[EXCERPTED DATA — start]
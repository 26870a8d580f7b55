use std::{collections::BTreeMap, error, fmt, time::Duration};

use reqwest::{
    Method,
    header::{self, HeaderMap, HeaderName, HeaderValue},
};
use synteny_core::{AssemblyNames, assembly_names};
use synteny_json::field::Mapping;
use tokio::runtime::{self, Handle};
use url::Url;

use crate::{Adapter, Client, Config, Source};

/// A synteny adapter builder.
#[derive(Clone, Debug)]
pub struct Builder {
    url: Option<String>,
    method: String,
    request_headers: BTreeMap<String, String>,
    field_mapping: Mapping,
    assembly_names: Vec<String>,
    refresh_interval: Duration,
    cache_timeout: Duration,
    append_region_params: bool,
    client_side_filter: bool,
}

/// An error returned when an adapter fails to build.
#[derive(Debug)]
pub enum BuildError {
    /// The URL is not set.
    MissingUrl,
    /// The URL is invalid.
    InvalidUrl(url::ParseError),
    /// The HTTP method is not `GET` or `POST`.
    InvalidMethod(String),
    /// A request header name or value is invalid.
    InvalidHeader(String),
    /// The assembly names are not a pair.
    InvalidAssemblyNames(assembly_names::TryFromVecError),
    /// The HTTP client failed to initialize.
    Client(reqwest::Error),
    /// A refresh interval is set, but there is no runtime to run the refresh task on.
    MissingRuntime(runtime::TryCurrentError),
}

impl error::Error for BuildError {
    fn source(&self) -> Option<&(dyn error::Error + 'static)> {
        match self {
            Self::InvalidUrl(e) => Some(e),
            Self::InvalidAssemblyNames(e) => Some(e),
            Self::Client(e) => Some(e),
            Self::MissingRuntime(e) => Some(e),
            Self::MissingUrl | Self::InvalidMethod(_) | Self::InvalidHeader(_) => None,
        }
    }
}

impl fmt::Display for BuildError {
    fn fmt(&self, f: &mut fmt::Formatter<'_>) -> fmt::Result {
        match self {
            Self::MissingUrl => f.write_str("missing URL"),
            Self::InvalidUrl(_) => f.write_str("invalid URL"),
            Self::InvalidMethod(method) => {
                write!(f, "invalid method: expected GET or POST, got {method}")
            }
            Self::InvalidHeader(name) => write!(f, "invalid request header: {name}"),
            Self::InvalidAssemblyNames(_) => f.write_str("invalid assembly names"),
            Self::Client(_) => f.write_str("failed to initialize HTTP client"),
            Self::MissingRuntime(_) => f.write_str("missing runtime for refresh task"),
        }
    }
}

impl Builder {
    /// Sets the base URL of the endpoint.
    ///
    /// This is required when building an HTTP adapter.
    pub fn set_url<U>(mut self, url: U) -> Self
    where
        U: Into<String>,
    {
        self.url = Some(url.into());
        self
    }

    /// Sets the HTTP method.
    ///
    /// This must be `GET` or `POST`. The default is `GET`.
    pub fn set_method<M>(mut self, method: M) -> Self
    where
        M: Into<String>,
    {
        self.method = method.into();
        self
    }

    /// Sets additional request headers.
    ///
    /// These are merged with a default `Content-Type: application/json` header, which they
    /// can override.
    pub fn set_request_headers(mut self, request_headers: BTreeMap<String, String>) -> Self {
        self.request_headers = request_headers;
        self
    }

    /// Sets the paths to the alignment fields in a response.
    pub fn set_field_mapping(mut self, field_mapping: Mapping) -> Self {
        self.field_mapping = field_mapping;
        self
    }

    /// Sets the query and target assembly names, in that order.
    ///
    /// Exactly two names are required.
    pub fn set_assembly_names(mut self, assembly_names: Vec<String>) -> Self {
        self.assembly_names = assembly_names;
        self
    }

    /// Sets the period at which the entire cache is cleared.
    ///
    /// A zero interval disables periodic clearing. This is the default.
    pub fn set_refresh_interval(mut self, refresh_interval: Duration) -> Self {
        self.refresh_interval = refresh_interval;
        self
    }

    /// Sets the maximum age of a cached response.
    ///
    /// A zero timeout disables caching. The default is 60 s.
    pub fn set_cache_timeout(mut self, cache_timeout: Duration) -> Self {
        self.cache_timeout = cache_timeout;
        self
    }

    /// Sets whether to append the region as query parameters to the URL.
    ///
    /// If `false`, the URL is requested as is, e.g., when it already carries its query. The
    /// default is `true`.
    pub fn append_region_params(mut self, value: bool) -> Self {
        self.append_region_params = value;
        self
    }

    /// Sets whether the endpoint returns the full dataset to be filtered locally.
    ///
    /// If `true`, one response is fetched and cached per assembly, and features are filtered
    /// by overlap with each requested region. Otherwise, each region is fetched and cached
    /// separately. The default is `false`.
    pub fn client_side_filter(mut self, value: bool) -> Self {
        self.client_side_filter = value;
        self
    }

    /// Builds an adapter that fetches from the configured URL.
    ///
    /// # Examples
    ///
    /// ```
    /// # #[tokio::main(flavor = "current_thread")]
    /// # async fn main() -> Result<(), synteny_http::BuildError> {
    /// use synteny_http::Builder;
    ///
    /// let adapter = Builder::default()
    ///     .set_url("https://example.com/alignments")
    ///     .set_assembly_names(vec![String::from("grape"), String::from("peach")])
    ///     .build()?;
    /// # Ok(())
    /// # }
    /// ```
    pub fn build(self) -> Result<Adapter<Client>, BuildError> {
        let url = self
            .url
            .as_deref()
            .filter(|s| !s.is_empty())
            .ok_or(BuildError::MissingUrl)
            .and_then(|s| Url::parse(s).map_err(BuildError::InvalidUrl))?;

        let method = parse_method(&self.method)?;
        let headers = build_headers(&self.request_headers)?;
        let http_client = reqwest::Client::builder()
            .build()
            .map_err(BuildError::Client)?;

        let client = Client::new(
            http_client,
            url,
            method,
            headers,
            self.append_region_params,
        );

        self.build_from_source(client)
    }

    /// Builds an adapter from a source.
    ///
    /// The URL, method, request headers, and region parameter settings only apply to
    /// [`Self::build`] and are ignored here.
    pub fn build_from_source<S>(self, source: S) -> Result<Adapter<S>, BuildError>
    where
        S: Source,
    {
        let assembly_names = AssemblyNames::try_from(self.assembly_names)
            .map_err(BuildError::InvalidAssemblyNames)?;

        let refresh = if self.refresh_interval.is_zero() {
            None
        } else {
            let handle = Handle::try_current().map_err(BuildError::MissingRuntime)?;
            Some((handle, self.refresh_interval))
        };

        Ok(Adapter::new(
            source,
            self.field_mapping,
            assembly_names,
            self.cache_timeout,
            self.client_side_filter,
            refresh,
        ))
    }
}

impl Default for Builder {
    fn default() -> Self {
        Self::from(Config::default())
    }
}

impl From<Config> for Builder {
    fn from(config: Config) -> Self {
        Self {
            url: config.url,
            method: config.method,
            request_headers: config.request_headers,
            field_mapping: config.field_mapping,
            assembly_names: config.assembly_names,
            refresh_interval: Duration::from_millis(config.refresh_interval),
            cache_timeout: Duration::from_millis(config.cache_timeout),
            append_region_params: config.append_region_params,
            client_side_filter: config.client_side_filter,
        }
    }
}

fn parse_method(s: &str) -> Result<Method, BuildError> {
    if s.eq_ignore_ascii_case("GET") {
        Ok(Method::GET)
    } else if s.eq_ignore_ascii_case("POST") {
        Ok(Method::POST)
    } else {
        Err(BuildError::InvalidMethod(s.into()))
    }
}

fn build_headers(request_headers: &BTreeMap<String, String>) -> Result<HeaderMap, BuildError> {
    let mut headers = HeaderMap::new();

    headers.insert(
        header::CONTENT_TYPE,
        HeaderValue::from_static("application/json"),
    );

    for (name, value) in request_headers {
        let key = HeaderName::from_bytes(name.as_bytes())
            .map_err(|_| BuildError::InvalidHeader(name.clone()))?;
        let value =
            HeaderValue::from_str(value).map_err(|_| BuildError::InvalidHeader(name.clone()))?;

        headers.insert(key, value);
    }

    Ok(headers)
}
[EXCERPTED DATA — finish]
The full set of data above must come back exactly as written.

RESPONSE TO THE EXERCISE:
repository 26870a8d580f7b55
use std::{collections::BTreeMap, error, fmt, time::Duration};

use reqwest::{
    Method,
    header::{self, HeaderMap, HeaderName, HeaderValue},
};
use synteny_core::{AssemblyNames, assembly_names};
use synteny_json::field::Mapping;
use tokio::runtime::{self, Handle};
use url::Url;

use crate::{Adapter, Client, Config, Source};

/// A synteny adapter builder.
#[derive(Clone, Debug)]
pub struct Builder {
    url: Option<String>,
    method: String,
    request_headers: BTreeMap<String, String>,
    field_mapping: Mapping,
    assembly_names: Vec<String>,
    refresh_interval: Duration,
    cache_timeout: Duration,
    append_region_params: bool,
    client_side_filter: bool,
}

/// An error returned when an adapter fails to build.
#[derive(Debug)]
pub enum BuildError {
    /// The URL is not set.
    MissingUrl,
    /// The URL is invalid.
    InvalidUrl(url::ParseError),
    /// The HTTP method is not `GET` or `POST`.
    InvalidMethod(String),
    /// A request header name or value is invalid.
    InvalidHeader(String),
    /// The assembly names are not a pair.
    InvalidAssemblyNames(assembly_names::TryFromVecError),
    /// The HTTP client failed to initialize.
    Client(reqwest::Error),
    /// A refresh interval is set, but there is no runtime to run the refresh task on.
    MissingRuntime(runtime::TryCurrentError),
}

impl error::Error for BuildError {
    fn source(&self) -> Option<&(dyn error::Error + 'static)> {
        match self {
            Self::InvalidUrl(e) => Some(e),
            Self::InvalidAssemblyNames(e) => Some(e),
            Self::Client(e) => Some(e),
            Self::MissingRuntime(e) => Some(e),
            Self::MissingUrl | Self::InvalidMethod(_) | Self::InvalidHeader(_) => None,
        }
    }
}

impl fmt::Display for BuildError {
    fn fmt(&self, f: &mut fmt::Formatter<'_>) -> fmt::Result {
        match self {
            Self::MissingUrl => f.write_str("missing URL"),
            Self::InvalidUrl(_) => f.write_str("invalid URL"),
            Self::InvalidMethod(method) => {
                write!(f, "invalid method: expected GET or POST, got {method}")
            }
            Self::InvalidHeader(name) => write!(f, "invalid request header: {name}"),
            Self::InvalidAssemblyNames(_) => f.write_str("invalid assembly names"),
            Self::Client(_) => f.write_str("failed to initialize HTTP client"),
            Self::MissingRuntime(_) => f.write_str("missing runtime for refresh task"),
        }
    }
}

impl Builder {
    /// Sets the base URL of the endpoint.
    ///
    /// This is required when building an HTTP adapter.
    pub fn set_url<U>(mut self, url: U) -> Self
    where
        U: Into<String>,
    {
        self.url = Some(url.into());
        self
    }

    /// Sets the HTTP method.
    ///
    /// This must be `GET` or `POST`. The default is `GET`.
    pub fn set_method<M>(mut self, method: M) -> Self
    where
        M: Into<String>,
    {
        self.method = method.into();
        self
    }

    /// Sets additional request headers.
    ///
    /// These are merged with a default `Content-Type: application/json` header, which they
    /// can override.
    pub fn set_request_headers(mut self, request_headers: BTreeMap<String, String>) -> Self {
        self.request_headers = request_headers;
        self
    }

    /// Sets the paths to the alignment fields in a response.
    pub fn set_field_mapping(mut self, field_mapping: Mapping) -> Self {
        self.field_mapping = field_mapping;
        self
    }

    /// Sets the query and target assembly names, in that order.
    ///
    /// Exactly two names are required.
    pub fn set_assembly_names(mut self, assembly_names: Vec<String>) -> Self {
        self.assembly_names = assembly_names;
        self
    }

    /// Sets the period at which the entire cache is cleared.
    ///
    /// A zero interval disables periodic clearing. This is the default.
    pub fn set_refresh_interval(mut self, refresh_interval: Duration) -> Self {
        self.refresh_interval = refresh_interval;
        self
    }

    /// Sets the maximum age of a cached response.
    ///
    /// A zero timeout disables caching. The default is 60 s.
    pub fn set_cache_timeout(mut self, cache_timeout: Duration) -> Self {
        self.cache_timeout = cache_timeout;
        self
    }

    /// Sets whether to append the region as query parameters to the URL.
    ///
    /// If `false`, the URL is requested as is, e.g., when it already carries its query. The
    /// default is `true`.
    pub fn append_region_params(mut self, value: bool) -> Self {
        self.append_region_params = value;
        self
    }

    /// Sets whether the endpoint returns the full dataset to be filtered locally.
    ///
    /// If `true`, one response is fetched and cached per assembly, and features are filtered
    /// by overlap with each requested region. Otherwise, each region is fetched and cached
    /// separately. The default is `false`.
    pub fn client_side_filter(mut self, value: bool) -> Self {
        self.client_side_filter = value;
        self
    }

    /// Builds an adapter that fetches from the configured URL.
    ///
    /// # Examples
    ///
    /// ```
    /// # #[tokio::main(flavor = "current_thread")]
    /// # async fn main() -> Result<(), synteny_http::BuildError> {
    /// use synteny_http::Builder;
    ///
    /// let adapter = Builder::default()
    ///     .set_url("https://example.com/alignments")
    ///     .set_assembly_names(vec![String::from("grape"), String::from("peach")])
    ///     .build()?;
    /// # Ok(())
    /// # }
    /// ```
    pub fn build(self) -> Result<Adapter<Client>, BuildError> {
        let url = self
            .url
            .as_deref()
            .filter(|s| !s.is_empty())
            .ok_or(BuildError::MissingUrl)
            .and_then(|s| Url::parse(s).map_err(BuildError::InvalidUrl))?;

        let method = parse_method(&self.method)?;
        let headers = build_headers(&self.request_headers)?;
        let http_client = reqwest::Client::builder()
            .build()
            .map_err(BuildError::Client)?;

        let client = Client::new(
            http_client,
            url,
            method,
            headers,
            self.append_region_params,
        );

        self.build_from_source(client)
    }

    /// Builds an adapter from a source.
    ///
    /// The URL, method, request headers, and region parameter settings only apply to
    /// [`Self::build`] and are ignored here.
    pub fn build_from_source<S>(self, source: S) -> Result<Adapter<S>, BuildError>
    where
        S: Source,
    {
        let assembly_names = AssemblyNames::try_from(self.assembly_names)
            .map_err(BuildError::InvalidAssemblyNames)?;

        let refresh = if self.refresh_interval.is_zero() {
            None
        } else {
            let handle = Handle::try_current().map_err(BuildError::MissingRuntime)?;
            Some((handle, self.refresh_interval))
        };

        Ok(Adapter::new(
            source,
            self.field_mapping,
            assembly_names,
            self.cache_timeout,
            self.client_side_filter,
            refresh,
        ))
    }
}

impl Default for Builder {
    fn default() -> Self {
        Self::from(Config::default())
    }
}

impl From<Config> for Builder {
    fn from(config: Config) -> Self {
        Self {
            url: config.url,
            method: config.method,
            request_headers: config.request_headers,
            field_mapping: config.field_mapping,
            assembly_names: config.assembly_names,
            refresh_interval: Duration::from_millis(config.refresh_interval),
            cache_timeout: Duration::from_millis(config.cache_timeout),
            append_region_params: config.append_region_params,
            client_side_filter: config.client_side_filter,
        }
    }
}

fn parse_method(s: &str) -> Result<Method, BuildError> {
    if s.eq_ignore_ascii_case("GET") {
        Ok(Method::GET)
    } else if s.eq_ignore_ascii_case("POST") {
        Ok(Method::POST)
    } else {
        Err(BuildError::InvalidMethod(s.into()))
    }
}

fn build_headers(request_headers: &BTreeMap<String, String>) -> Result<HeaderMap, BuildError> {
    let mut headers = HeaderMap::new();

    headers.insert(
        header::CONTENT_TYPE,
        HeaderValue::from_static("application/json"),
    );

    for (name, value) in request_headers {
        let key = HeaderName::from_bytes(name.as_bytes())
            .map_err(|_| BuildError::InvalidHeader(name.clone()))?;
        let value =
            HeaderValue::from_str(value).map_err(|_| BuildError::InvalidHeader(name.clone()))?;

        headers.insert(key, value);
    }

    Ok(headers)
}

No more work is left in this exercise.